The Chalillo dam has been no stranger to legal controversy, but in the latest case against the hydro system, the Chief Justice has found that its developers did not meet certain environmental health and safety obligations after its construction, and that the Department of the Environment did not meet all of its responsibilities in enforcing the Environmental Compliance Plan (ECP).

The case was brought to court last July by a Cayo citizens' group, the Belize Institute of Environmental Law and Policy (BELPO).  The organization sought to have the CJ force the Department of the Environment to ensure that BECOL (Belize Electric Co.  Ltd.) was fulfilling the requirements of its Environmental Compliance Plan.

According to BELPO's vice president, Candy Gonzalez, who said she has practiced law in the US, but is not a member of the Belize Bar Association, despite specific and legal conditions set out in the ECP, there were no emergency preparedness plans in place in the event of a dam break, mercury levels in fish being consumed by the residents downstream were not being tested, water quality was not being properly monitored and there was a distinct lack of communication between the company and the public likely to be affected by any negative impacts of the dam.

Concerns about dams and their impacts on the river and residents peaked in 1995 with the completion of the Mollejon hydro-electric facility on the Macal River.  But Mollejon was a run-of-the-river dam, meaning it worked well once the water was flowing freely.

In the dry season when water levels dropped, however, so did efficiency.  Developers then proposed a second project, which would store water using a 150-foot wall so electricity could be generated year round at Mollejon.  The fact that the water covered some 2,500 acres of land in the Chiquibul Forest Reserve raised significant environmental concerns and spawned court cases that went as far as the Privy Council, but in the end, Chalillo commissioned in late 2005.

But the bitter legal battles left a residual distaste, so when BECOL proposed a third dam further downstream at Vaca, BELPO took offence, claiming that because the DOE had either failed or refused to monitor compliance at Chalillo, how could they supervise another project?

When the group put the case before the CJ last summer, the group applied for an injunction to stop Vaca's construction, but that request was denied.  During the hearings last year BECOL rebutted Gonzalez's claims, maintaining that it did post an emergency preparedness plan on the Internet and had organized public sessions to address citizens' concerns about the dam.

As for water quality and mercury test results, BECOL's position is that it was the public health authorities' decision not to publish the findings.
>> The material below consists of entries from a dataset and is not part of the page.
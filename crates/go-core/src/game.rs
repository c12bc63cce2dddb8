//! Turn-based game against a GTP engine.
//!
//! [`Game`] keeps the local record of a match (board, turn, passes, result)
//! and forwards every accepted move to the engine. Rules of Go are never
//! evaluated here: a move the engine rejects is reported as
//! [`GameError::Engine`] and leaves the game unchanged.

use tracing::{debug, info, instrument};

use crate::board::Board;
use crate::engine::GtpConnection;
use crate::error::{GameError, GtpError};
use crate::go_move::{MAX_BOARD_SIZE, Move};
use crate::protocol::Command;
use crate::stone_color::StoneColor;

pub const DEFAULT_BOARD_SIZE: usize = 9;
pub const DEFAULT_KOMI: f32 = 6.5;

/// Lifecycle of a game once it has been set up. No transition leaves `End`.
#[derive(Debug, Clone, Copy, PartialEq, Eq)]
pub enum GameState {
    Active,
    End,
}

/// Whose move it is.
#[derive(Debug, Clone, Copy, PartialEq, Eq)]
pub enum GameTurn {
    Player,
    Computer,
}

impl GameTurn {
    fn other(self) -> GameTurn {
        match self {
            GameTurn::Player => GameTurn::Computer,
            GameTurn::Computer => GameTurn::Player,
        }
    }
}

/// A game between a human player and the engine behind `C`.
///
/// The game owns its connection and board for its whole lifetime. Black
/// always moves first, so a player who takes White must let the computer
/// play before their first move.
pub struct Game<C: GtpConnection> {
    connection: C,
    player_color: StoneColor,
    board_size: usize,
    komi: f32,
    board: Board,
    state: Option<GameState>,
    turn: GameTurn,
    /// Pass flags indexed by `StoneColor::index`.
    passed: [bool; 2],
    final_score: Option<String>,
    history: Vec<(StoneColor, Move)>,
}

impl<C: GtpConnection> Game<C> {
    /// Creates a game that has not been set up yet.
    ///
    /// The board is 9x9 and komi is 6.5 unless overridden.
    pub fn new(player_color: StoneColor, connection: C) -> Self {
        Self {
            connection,
            player_color,
            board_size: DEFAULT_BOARD_SIZE,
            komi: DEFAULT_KOMI,
            board: Board::new(DEFAULT_BOARD_SIZE),
            state: None,
            turn: Self::first_turn(player_color),
            passed: [false; 2],
            final_score: None,
            history: Vec::new(),
        }
    }

    /// Sets the number of lines on the board. Checked by [`Game::setup`].
    pub fn with_board_size(mut self, size: usize) -> Self {
        self.board_size = size;
        if (1..=MAX_BOARD_SIZE).contains(&size) {
            self.board = Board::new(size);
        }
        self
    }

    pub fn with_komi(mut self, komi: f32) -> Self {
        self.komi = komi;
        self
    }

    /// Starts the engine and configures it for a fresh game.
    ///
    /// Sends `boardsize`, `clear_board` and `komi`. On any failure the engine is closed again
    /// and the game stays unstarted.
    ///
    /// # Errors
    ///
    /// * [`GameError::BoardSize`] if the configured board size is unsupported.
    /// * [`GameError::Engine`] if the engine rejects the configuration.
    /// * [`GameError::Gtp`] if the engine cannot be started or talked to.
    #[instrument(skip(self), fields(player = %self.player_color, size = self.board_size, komi = self.komi))]
    pub fn setup(&mut self) -> Result<(), GameError> {
        if !(1..=MAX_BOARD_SIZE).contains(&self.board_size) {
            return Err(GameError::BoardSize(self.board_size));
        }

        let configured = self
            .connection
            .open()
            .map_err(GameError::from)
            .and_then(|()| self.configure_engine());
        if let Err(err) = configured {
            debug!(error = %err, "setup failed, closing engine");
            self.connection.close();
            return Err(err);
        }

        self.board = Board::new(self.board_size);
        self.passed = [false; 2];
        self.final_score = None;
        self.history.clear();
        self.turn = Self::first_turn(self.player_color);
        self.state = Some(GameState::Active);
        info!(turn = ?self.turn, "game started");
        Ok(())
    }

    /// Terminates the engine. The game state is left as it is.
    pub fn close(&mut self) {
        debug!(state = ?self.state, "closing game");
        self.connection.close();
    }

    /// Plays the player's move.
    ///
    /// # Errors
    ///
    /// * [`GameError::EndOfGame`] once the game is over.
    /// * [`GameError::Turn`] if it is the computer's turn.
    /// * [`GameError::MoveInvalid`] if the move is off the board.
    /// * [`GameError::Engine`] if the engine refuses the move; nothing changes.
    #[instrument(skip(self), fields(color = %self.player_color))]
    pub fn player_play(&mut self, mv: Move) -> Result<(), GameError> {
        self.ensure_turn(GameTurn::Player)?;
        if !mv.is_valid(self.board_size) {
            debug!(%mv, "move is off the board");
            return Err(GameError::MoveInvalid(mv.to_string()));
        }

        let color = self.player_color;
        // Resigning ends the game locally; GTP has no vertex for it in `play`.
        if !mv.is_resign() {
            self.engine_request(&Command::play(color, mv))?;
        }
        self.apply(color, mv)
    }

    /// Parses `input` as a move and plays it for the player.
    ///
    /// Game state and turn are checked before the text is parsed.
    pub fn player_play_str(&mut self, input: &str) -> Result<(), GameError> {
        self.ensure_turn(GameTurn::Player)?;
        let mv = input.parse::<Move>()?;
        self.player_play(mv)
    }

    /// Asks the engine for its move, records it and returns it.
    ///
    /// # Errors
    ///
    /// * [`GameError::EndOfGame`] once the game is over.
    /// * [`GameError::Turn`] if it is the player's turn.
    /// * [`GameError::Engine`] if the engine refuses to generate a move.
    /// * [`GameError::Gtp`] if the engine answers with something that is not
    ///   a move on this board.
    #[instrument(skip(self), fields(color = %self.computer_color()))]
    pub fn computer_play(&mut self) -> Result<Move, GameError> {
        self.ensure_turn(GameTurn::Computer)?;

        let color = self.computer_color();
        let answer = self.engine_request(&Command::genmove(color))?;
        let mv = answer
            .parse::<Move>()
            .ok()
            .filter(|mv| mv.is_valid(self.board_size))
            .ok_or_else(|| {
                GtpError::MalformedResponse(format!("unexpected move from engine: {answer}"))
            })?;

        debug!(%mv, "engine played");
        self.apply(color, mv)?;
        Ok(mv)
    }

    /// The result reported by the engine, or `B+R` / `W+R` after a resignation.
    ///
    /// Only meaningful once [`Game::state`] is `Some(GameState::End)`.
    pub fn final_score(&self) -> Option<&str> {
        self.final_score.as_deref()
    }

    /// `None` until [`Game::setup`] succeeds.
    pub fn state(&self) -> Option<GameState> {
        self.state
    }

    pub fn is_active(&self) -> bool {
        self.state == Some(GameState::Active)
    }

    pub fn board(&self) -> &Board {
        &self.board
    }

    pub fn board_size(&self) -> usize {
        self.board_size
    }

    pub fn komi(&self) -> f32 {
        self.komi
    }

    pub fn player_color(&self) -> StoneColor {
        self.player_color
    }

    pub fn computer_color(&self) -> StoneColor {
        self.player_color.opposite()
    }

    pub fn turn(&self) -> GameTurn {
        self.turn
    }

    pub fn is_player_turn(&self) -> bool {
        self.turn == GameTurn::Player
    }

    pub fn is_computer_turn(&self) -> bool {
        self.turn == GameTurn::Computer
    }

    /// Every accepted move so far, in order.
    pub fn history(&self) -> &[(StoneColor, Move)] {
        &self.history
    }

    pub fn last_move(&self) -> Option<(StoneColor, Move)> {
        self.history.last().copied()
    }

    pub fn connection(&self) -> &C {
        &self.connection
    }

    pub fn connection_mut(&mut self) -> &mut C {
        &mut self.connection
    }

    fn first_turn(player_color: StoneColor) -> GameTurn {
        match player_color {
            StoneColor::Black => GameTurn::Player,
            StoneColor::White => GameTurn::Computer,
        }
    }

    fn configure_engine(&mut self) -> Result<(), GameError> {
        self.engine_request(&Command::boardsize(self.board_size))?;
        self.engine_request(&Command::clear_board())?;
        self.engine_request(&Command::komi(self.komi))?;
        Ok(())
    }

    /// Sends `command` and turns an engine `?` into [`GameError::Engine`].
    fn engine_request(&mut self, command: &Command) -> Result<String, GameError> {
        self.connection
            .request(command)?
            .into_result()
            .map_err(|msg| {
                debug!(%command, error = %msg, "engine rejected command");
                GameError::Engine(msg)
            })
    }

    fn ensure_turn(&self, turn: GameTurn) -> Result<(), GameError> {
        match self.state {
            None => Err(GameError::NotStarted),
            Some(GameState::End) => Err(GameError::EndOfGame),
            Some(GameState::Active) if self.turn != turn => Err(GameError::Turn),
            Some(GameState::Active) => Ok(()),
        }
    }

    /// Records a move the engine has accepted.
    ///
    /// The turn passes to the other side whenever the game is still active
    /// afterwards, even if fetching the final score failed: the engine has
    /// already taken the move.
    fn apply(&mut self, color: StoneColor, mv: Move) -> Result<(), GameError> {
        if let Move::Play { .. } = mv {
            self.board.play(color, mv);
        }
        // A real move by Black opens a new pass window. Black's own pass must
        // not clear it, or White-pass then Black-pass would never end the game.
        if color == StoneColor::Black && !mv.is_pass() {
            self.passed = [false; 2];
        }
        self.history.push((color, mv));

        let outcome = self.evaluate_end_of_game(color, mv);
        if self.is_active() {
            self.turn = self.turn.other();
        }
        outcome
    }

    fn evaluate_end_of_game(&mut self, color: StoneColor, mv: Move) -> Result<(), GameError> {
        match mv {
            Move::Pass => {
                self.passed[color.index()] = true;
                if self.passed.iter().all(|&p| p) {
                    let score = self.engine_request(&Command::final_score())?;
                    self.finish(score);
                }
            }
            Move::Resign => {
                let score = format!("{}+R", color.opposite().letter());
                self.finish(score);
            }
            Move::Play { .. } => {}
        }
        Ok(())
    }

    fn finish(&mut self, score: String) {
        info!(%score, "game over");
        self.final_score = Some(score);
        self.state = Some(GameState::End);
    }
}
This morning when Chief Justice Conteh handed down his ruling, however, he found that the Environmental Compliance Plan signed between BECOL and the Department of the Environment for Chalillo, did place certain duties on the DOE and lawfully bound the department to verify that its conditions were implemented.  Those conditions included that the public be informed, and as Conteh pointed out in court, it was unfair for the company to conclude that everyone “was a traveler on the information superhighway,” and moreover, the ECP had specifically stipulated that radio advertisements were to be used in the public education campaign.

As for the information sessions, the CJ again took issue with the fact that no such forum was held in San Ignacio, even though again, that was a definite requirement of the ECP.

Within that context, the judge went on to order that emergency plans be printed and placed in public buildings in Cristo Rey, San Ignacio and Santa Elena for easy access; early warning systems are to be tested routinely for effectiveness, especially in the hurricane season; mercury and water quality levels are to be reported to the public periodically; and BECOL is to establish efficient communication channels with residents, specifically through the Public Participation Committee.

In delivering his ruling, the Chief Justice declared, “Chalillo is operational, but it is never too late to give out information.” This morning, Gonzalez expressed relief at the outcome of the case and contended that the entire matter could have been avoided if only BECOL had answered their letters of concern.  Those letters and other correspondence had pointed to the river's appearance, its smell, rashes that appeared on the skin after bathing and fear that the fish being eaten by residents were unsafe.

As for BECOL's attorney, Michael Young, he believes that while his clients were found delinquent in specific instances, the company has not been deemed irresponsible and in fact, has even gone beyond the call of duty in other aspects of the ECP at their own financial costs.

But most significantly, Young says, the outcome of this case sends an important message to all developers, especially since BECOL's ECP was the very first to be issued to a developer following an Environmental Impact Assessment.

“This is to show that you need to virtually put the ECP on a table and ensure …that each one of the requirements is ticked off so that you know you are in compliance.  If you have difficulty, you need to write to the Department of Environment, because there are times that what the ECP requires might be practically even impossible to accomplish, so you need to have that paper trail.” The Chief Justice also ordered today that BECOL and DOE jointly pay $15,000 in costs of court to Gonzalez and her group.  Conteh maintained that even though this was the first ECP, and therefore unchartered territory for BECOL, the litigation could have been avoided if the company had made timely responses to the requests for information.

The DOE was represented in the proceedings by Crown Counsel, Priscilla Banner.  (Author's NOTE: “Construction on the Vaca Dam by Chinese contractors, Sino-Hydro, is underway, and expected to be completed late 2009.)